---- Supplied entries
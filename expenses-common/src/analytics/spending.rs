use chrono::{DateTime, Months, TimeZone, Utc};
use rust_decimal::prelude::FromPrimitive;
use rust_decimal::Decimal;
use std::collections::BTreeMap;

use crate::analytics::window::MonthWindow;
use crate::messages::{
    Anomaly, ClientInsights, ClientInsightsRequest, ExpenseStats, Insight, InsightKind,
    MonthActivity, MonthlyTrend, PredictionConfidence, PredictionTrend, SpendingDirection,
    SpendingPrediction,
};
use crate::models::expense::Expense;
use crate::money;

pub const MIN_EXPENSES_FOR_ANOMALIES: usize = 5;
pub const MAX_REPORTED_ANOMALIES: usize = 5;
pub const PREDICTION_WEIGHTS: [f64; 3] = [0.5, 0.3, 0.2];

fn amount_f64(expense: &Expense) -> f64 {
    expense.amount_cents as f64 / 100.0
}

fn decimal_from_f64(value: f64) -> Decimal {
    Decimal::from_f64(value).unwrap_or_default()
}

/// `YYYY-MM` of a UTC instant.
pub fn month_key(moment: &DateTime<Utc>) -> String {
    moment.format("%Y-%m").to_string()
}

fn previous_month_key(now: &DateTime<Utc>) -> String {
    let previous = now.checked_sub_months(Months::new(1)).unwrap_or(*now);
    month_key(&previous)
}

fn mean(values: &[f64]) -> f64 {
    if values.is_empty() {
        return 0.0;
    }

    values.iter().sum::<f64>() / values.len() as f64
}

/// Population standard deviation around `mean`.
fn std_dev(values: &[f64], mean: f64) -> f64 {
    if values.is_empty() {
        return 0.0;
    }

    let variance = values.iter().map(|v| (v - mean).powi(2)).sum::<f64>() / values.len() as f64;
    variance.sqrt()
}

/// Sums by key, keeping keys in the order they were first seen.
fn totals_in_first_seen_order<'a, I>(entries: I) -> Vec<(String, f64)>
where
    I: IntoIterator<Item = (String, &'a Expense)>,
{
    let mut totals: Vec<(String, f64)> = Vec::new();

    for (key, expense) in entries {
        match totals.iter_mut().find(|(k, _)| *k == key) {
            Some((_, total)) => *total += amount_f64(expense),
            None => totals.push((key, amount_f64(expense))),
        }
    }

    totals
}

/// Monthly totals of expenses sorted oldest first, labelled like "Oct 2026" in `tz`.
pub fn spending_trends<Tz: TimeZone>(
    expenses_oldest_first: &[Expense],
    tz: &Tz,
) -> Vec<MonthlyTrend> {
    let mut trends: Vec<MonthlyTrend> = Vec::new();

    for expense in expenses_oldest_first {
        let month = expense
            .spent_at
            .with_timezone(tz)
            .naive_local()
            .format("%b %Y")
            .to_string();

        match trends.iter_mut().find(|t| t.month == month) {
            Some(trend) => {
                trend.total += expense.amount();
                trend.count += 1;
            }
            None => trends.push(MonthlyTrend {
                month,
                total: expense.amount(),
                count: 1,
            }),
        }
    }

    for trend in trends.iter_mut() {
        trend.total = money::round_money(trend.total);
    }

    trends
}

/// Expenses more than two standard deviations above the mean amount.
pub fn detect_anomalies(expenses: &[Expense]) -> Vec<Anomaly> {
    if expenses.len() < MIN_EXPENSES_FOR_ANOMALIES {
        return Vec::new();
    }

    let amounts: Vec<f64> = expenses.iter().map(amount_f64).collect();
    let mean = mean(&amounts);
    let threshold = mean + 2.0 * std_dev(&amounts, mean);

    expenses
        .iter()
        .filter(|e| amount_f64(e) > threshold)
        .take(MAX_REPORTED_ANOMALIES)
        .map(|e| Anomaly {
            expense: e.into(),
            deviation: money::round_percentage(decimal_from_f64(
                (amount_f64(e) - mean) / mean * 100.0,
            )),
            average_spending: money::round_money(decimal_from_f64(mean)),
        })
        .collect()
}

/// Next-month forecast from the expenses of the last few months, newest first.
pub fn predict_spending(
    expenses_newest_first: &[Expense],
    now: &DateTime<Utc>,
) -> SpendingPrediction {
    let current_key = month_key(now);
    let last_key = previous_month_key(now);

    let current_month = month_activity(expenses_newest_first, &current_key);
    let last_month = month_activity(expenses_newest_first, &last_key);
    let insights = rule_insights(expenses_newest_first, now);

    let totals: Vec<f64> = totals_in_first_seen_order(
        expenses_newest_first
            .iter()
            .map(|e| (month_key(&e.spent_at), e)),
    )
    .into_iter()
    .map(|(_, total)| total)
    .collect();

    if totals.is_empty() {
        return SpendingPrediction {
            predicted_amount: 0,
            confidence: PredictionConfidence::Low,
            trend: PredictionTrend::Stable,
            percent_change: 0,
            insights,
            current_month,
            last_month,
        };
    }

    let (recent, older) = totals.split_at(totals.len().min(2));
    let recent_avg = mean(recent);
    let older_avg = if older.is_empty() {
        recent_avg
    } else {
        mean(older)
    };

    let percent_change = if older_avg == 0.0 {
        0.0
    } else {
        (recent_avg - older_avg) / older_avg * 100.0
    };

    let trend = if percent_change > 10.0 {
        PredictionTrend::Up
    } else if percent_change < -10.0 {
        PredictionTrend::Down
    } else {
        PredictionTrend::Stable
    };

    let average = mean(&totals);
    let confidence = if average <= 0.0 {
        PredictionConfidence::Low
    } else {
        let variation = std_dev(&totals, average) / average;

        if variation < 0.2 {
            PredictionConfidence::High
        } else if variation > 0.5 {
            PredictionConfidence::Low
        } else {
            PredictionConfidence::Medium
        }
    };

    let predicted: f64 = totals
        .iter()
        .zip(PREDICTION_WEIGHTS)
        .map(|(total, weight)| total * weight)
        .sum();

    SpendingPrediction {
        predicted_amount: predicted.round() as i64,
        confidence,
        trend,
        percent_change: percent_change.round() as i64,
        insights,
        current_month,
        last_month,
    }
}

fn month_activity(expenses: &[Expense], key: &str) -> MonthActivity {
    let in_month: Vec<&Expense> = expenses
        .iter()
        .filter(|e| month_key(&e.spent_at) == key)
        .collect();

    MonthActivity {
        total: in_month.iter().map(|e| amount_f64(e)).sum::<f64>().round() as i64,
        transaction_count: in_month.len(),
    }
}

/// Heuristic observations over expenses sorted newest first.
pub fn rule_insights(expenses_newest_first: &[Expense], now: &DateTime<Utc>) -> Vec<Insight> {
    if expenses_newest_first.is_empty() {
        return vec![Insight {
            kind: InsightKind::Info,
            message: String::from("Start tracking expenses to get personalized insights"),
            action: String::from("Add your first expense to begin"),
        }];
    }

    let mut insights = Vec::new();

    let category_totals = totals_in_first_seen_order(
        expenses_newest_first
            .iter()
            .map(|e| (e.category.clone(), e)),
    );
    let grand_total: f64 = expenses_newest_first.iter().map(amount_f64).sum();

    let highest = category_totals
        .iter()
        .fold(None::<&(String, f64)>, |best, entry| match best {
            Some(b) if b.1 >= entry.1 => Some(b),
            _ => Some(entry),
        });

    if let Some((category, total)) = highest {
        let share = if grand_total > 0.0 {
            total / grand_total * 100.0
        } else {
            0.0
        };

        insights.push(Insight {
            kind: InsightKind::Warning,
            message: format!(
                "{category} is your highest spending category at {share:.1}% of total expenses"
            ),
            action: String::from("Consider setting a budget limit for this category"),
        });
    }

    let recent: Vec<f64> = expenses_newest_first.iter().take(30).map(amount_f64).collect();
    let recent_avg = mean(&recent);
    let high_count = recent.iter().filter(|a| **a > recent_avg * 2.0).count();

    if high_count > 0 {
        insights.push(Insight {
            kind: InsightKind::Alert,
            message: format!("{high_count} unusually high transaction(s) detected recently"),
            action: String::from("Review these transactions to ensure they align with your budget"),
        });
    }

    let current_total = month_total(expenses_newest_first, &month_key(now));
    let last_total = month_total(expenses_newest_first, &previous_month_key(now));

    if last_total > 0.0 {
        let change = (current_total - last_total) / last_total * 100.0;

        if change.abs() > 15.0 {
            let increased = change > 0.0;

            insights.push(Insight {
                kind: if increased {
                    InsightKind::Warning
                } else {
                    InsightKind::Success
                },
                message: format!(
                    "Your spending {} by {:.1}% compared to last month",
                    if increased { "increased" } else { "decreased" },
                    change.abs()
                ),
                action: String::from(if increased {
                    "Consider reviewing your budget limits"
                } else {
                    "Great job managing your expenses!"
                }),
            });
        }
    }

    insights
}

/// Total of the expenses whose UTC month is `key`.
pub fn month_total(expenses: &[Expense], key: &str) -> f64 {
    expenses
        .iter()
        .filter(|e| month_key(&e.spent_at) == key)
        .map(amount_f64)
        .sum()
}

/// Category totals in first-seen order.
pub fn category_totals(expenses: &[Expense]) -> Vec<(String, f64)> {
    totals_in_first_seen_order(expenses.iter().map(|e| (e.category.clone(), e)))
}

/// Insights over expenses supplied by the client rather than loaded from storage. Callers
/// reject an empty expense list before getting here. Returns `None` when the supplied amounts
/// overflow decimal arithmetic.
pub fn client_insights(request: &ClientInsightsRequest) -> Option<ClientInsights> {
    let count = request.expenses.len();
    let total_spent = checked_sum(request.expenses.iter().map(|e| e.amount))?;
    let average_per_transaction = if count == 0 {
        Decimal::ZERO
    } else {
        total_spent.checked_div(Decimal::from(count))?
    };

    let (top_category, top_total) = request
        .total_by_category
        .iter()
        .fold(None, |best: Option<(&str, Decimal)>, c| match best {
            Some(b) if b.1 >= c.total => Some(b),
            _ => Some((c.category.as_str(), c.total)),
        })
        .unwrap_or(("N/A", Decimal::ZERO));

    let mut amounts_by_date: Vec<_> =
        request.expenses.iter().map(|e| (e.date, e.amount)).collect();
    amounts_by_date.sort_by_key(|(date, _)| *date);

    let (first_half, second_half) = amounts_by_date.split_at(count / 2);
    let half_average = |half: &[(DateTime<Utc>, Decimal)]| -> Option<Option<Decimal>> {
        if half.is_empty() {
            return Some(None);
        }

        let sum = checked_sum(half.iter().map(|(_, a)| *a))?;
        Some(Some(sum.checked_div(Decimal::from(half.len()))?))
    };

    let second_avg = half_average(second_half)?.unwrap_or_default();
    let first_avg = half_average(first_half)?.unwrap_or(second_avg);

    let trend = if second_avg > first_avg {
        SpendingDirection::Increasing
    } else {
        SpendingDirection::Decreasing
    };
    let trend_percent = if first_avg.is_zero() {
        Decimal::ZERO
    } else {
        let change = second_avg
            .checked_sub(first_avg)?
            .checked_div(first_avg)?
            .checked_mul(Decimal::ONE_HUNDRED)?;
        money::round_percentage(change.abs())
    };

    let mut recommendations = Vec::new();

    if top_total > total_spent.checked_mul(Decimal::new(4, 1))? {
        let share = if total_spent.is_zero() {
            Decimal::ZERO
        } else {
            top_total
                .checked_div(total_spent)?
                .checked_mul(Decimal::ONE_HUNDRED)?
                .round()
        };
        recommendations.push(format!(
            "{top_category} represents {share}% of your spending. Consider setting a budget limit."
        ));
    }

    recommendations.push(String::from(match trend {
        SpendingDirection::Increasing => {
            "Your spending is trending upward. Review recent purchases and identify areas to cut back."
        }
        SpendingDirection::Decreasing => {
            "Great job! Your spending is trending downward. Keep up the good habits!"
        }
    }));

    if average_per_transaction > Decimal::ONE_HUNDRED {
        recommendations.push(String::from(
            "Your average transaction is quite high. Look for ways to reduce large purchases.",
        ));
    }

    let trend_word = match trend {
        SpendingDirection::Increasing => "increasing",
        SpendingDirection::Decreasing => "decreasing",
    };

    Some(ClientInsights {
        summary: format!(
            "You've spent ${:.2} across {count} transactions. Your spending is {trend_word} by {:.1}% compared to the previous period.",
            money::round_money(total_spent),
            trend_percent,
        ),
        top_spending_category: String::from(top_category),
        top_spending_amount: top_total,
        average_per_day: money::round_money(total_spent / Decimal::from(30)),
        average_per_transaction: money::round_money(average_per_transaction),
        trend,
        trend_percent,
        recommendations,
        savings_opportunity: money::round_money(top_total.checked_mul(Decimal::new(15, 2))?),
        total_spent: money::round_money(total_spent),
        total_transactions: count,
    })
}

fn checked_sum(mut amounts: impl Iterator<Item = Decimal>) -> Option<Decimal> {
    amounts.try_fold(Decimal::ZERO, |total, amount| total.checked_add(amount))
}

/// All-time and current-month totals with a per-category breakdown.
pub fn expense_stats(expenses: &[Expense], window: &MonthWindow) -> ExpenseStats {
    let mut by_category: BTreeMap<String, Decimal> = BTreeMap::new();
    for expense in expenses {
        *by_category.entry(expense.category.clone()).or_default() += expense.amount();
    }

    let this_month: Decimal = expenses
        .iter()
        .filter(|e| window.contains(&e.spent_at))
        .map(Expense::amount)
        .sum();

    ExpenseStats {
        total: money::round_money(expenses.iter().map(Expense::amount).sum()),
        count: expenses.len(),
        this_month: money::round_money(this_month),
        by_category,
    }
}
--------
*Exercise requirements*: The lines you return should be those above that contain the word "ClientInsights", every one of them.

*Solved problem*:
    Anomaly, ClientInsights, ClientInsightsRequest, ExpenseStats, Insight, InsightKind,
pub fn client_insights(request: &ClientInsightsRequest) -> Option<ClientInsights> {
    Some(ClientInsights {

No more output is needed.